■ **TRY IT**
Print out the entries exactly, and include each one.

Top of RAW DATA

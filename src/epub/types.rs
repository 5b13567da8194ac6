//! EPUB types

use std::ops::Range;

use crate::text::markup;

use super::EpubError;

/// Manifest item from OPF
#[derive(Debug, Clone, PartialEq, Eq)]
pub struct ManifestItem {
    pub id: String,
    /// Path inside the archive, already resolved against the OPF directory
    pub path: String,
    pub media_type: String,
    pub properties: Option<String>,
}

impl ManifestItem {
    /// XHTML content document (navigation documents excluded)
    pub fn is_document(&self) -> bool {
        let is_markup = matches!(
            self.media_type.as_str(),
            "application/xhtml+xml" | "text/html"
        );
        let is_nav = self
            .properties
            .as_deref()
            .is_some_and(|p| p.split_whitespace().any(|p| p == "nav"));
        is_markup && !is_nav
    }
}

/// One XHTML document of the book
#[derive(Debug, Clone, PartialEq, Eq)]
pub struct Chapter {
    /// Path inside the archive
    pub href: String,
    markup: String,
    modified: bool,
}

impl Chapter {
    pub fn new(href: impl Into<String>, markup: impl Into<String>) -> Self {
        Self {
            href: href.into(),
            markup: markup.into(),
            modified: false,
        }
    }

    pub fn markup(&self) -> &str {
        &self.markup
    }

    pub fn is_modified(&self) -> bool {
        self.modified
    }

    /// Byte ranges of the chapter's paragraphs
    pub fn blocks(&self) -> Vec<Range<usize>> {
        markup::find_blocks(&self.markup)
    }

    /// Markup of each paragraph
    pub fn block_markup(&self) -> Vec<&str> {
        self.blocks()
            .into_iter()
            .map(|r| &self.markup[r])
            .collect()
    }

    /// Replace paragraphs by index.
    ///
    /// Indices refer to [`Chapter::blocks`] as it was before the call.
    /// Markup between paragraphs is left untouched.
    pub fn replace_blocks(&mut self, replacements: &[(usize, String)]) -> Result<(), EpubError> {
        let blocks = self.blocks();
        let mut ordered: Vec<&(usize, String)> = replacements.iter().collect();
        ordered.sort_by(|a, b| b.0.cmp(&a.0));

        for (index, _) in &ordered {
            if *index >= blocks.len() {
                return Err(EpubError::BlockOutOfRange {
                    href: self.href.clone(),
                    index: *index,
                    count: blocks.len(),
                });
            }
        }

        for (index, markup) in ordered {
            self.markup.replace_range(blocks[*index].clone(), markup);
        }
        if !replacements.is_empty() {
            self.modified = true;
        }
        Ok(())
    }
}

Bottom of RAW DATA

■ **YOUR RESPONSE**
filename src/epub/types.rs
repository 5b13567da8194ac6
//! EPUB types

use std::ops::Range;

use crate::text::markup;

use super::EpubError;

/// Manifest item from OPF
#[derive(Debug, Clone, PartialEq, Eq)]
pub struct ManifestItem {
    pub id: String,
    /// Path inside the archive, already resolved against the OPF directory
    pub path: String,
    pub media_type: String,
    pub properties: Option<String>,
}

impl ManifestItem {
    /// XHTML content document (navigation documents excluded)
    pub fn is_document(&self) -> bool {
        let is_markup = matches!(
            self.media_type.as_str(),
            "application/xhtml+xml" | "text/html"
        );
        let is_nav = self
            .properties
            .as_deref()
            .is_some_and(|p| p.split_whitespace().any(|p| p == "nav"));
        is_markup && !is_nav
    }
}

/// One XHTML document of the book
#[derive(Debug, Clone, PartialEq, Eq)]
pub struct Chapter {
    /// Path inside the archive
    pub href: String,
    markup: String,
    modified: bool,
}

impl Chapter {
    pub fn new(href: impl Into<String>, markup: impl Into<String>) -> Self {
        Self {
            href: href.into(),
            markup: markup.into(),
            modified: false,
        }
    }

    pub fn markup(&self) -> &str {
        &self.markup
    }

    pub fn is_modified(&self) -> bool {
        self.modified
    }

    /// Byte ranges of the chapter's paragraphs
    pub fn blocks(&self) -> Vec<Range<usize>> {
        markup::find_blocks(&self.markup)
    }

    /// Markup of each paragraph
    pub fn block_markup(&self) -> Vec<&str> {
        self.blocks()
            .into_iter()
            .map(|r| &self.markup[r])
            .collect()
    }

    /// Replace paragraphs by index.
    ///
    /// Indices refer to [`Chapter::blocks`] as it was before the call.
    /// Markup between paragraphs is left untouched.
    pub fn replace_blocks(&mut self, replacements: &[(usize, String)]) -> Result<(), EpubError> {
        let blocks = self.blocks();
        let mut ordered: Vec<&(usize, String)> = replacements.iter().collect();
        ordered.sort_by(|a, b| b.0.cmp(&a.0));

        for (index, _) in &ordered {
            if *index >= blocks.len() {
                return Err(EpubError::BlockOutOfRange {
                    href: self.href.clone(),
                    index: *index,
                    count: blocks.len(),
                });
            }
        }

        for (index, markup) in ordered {
            self.markup.replace_range(blocks[*index].clone(), markup);
        }
        if !replacements.is_empty() {
            self.modified = true;
        }
        Ok(())
    }
}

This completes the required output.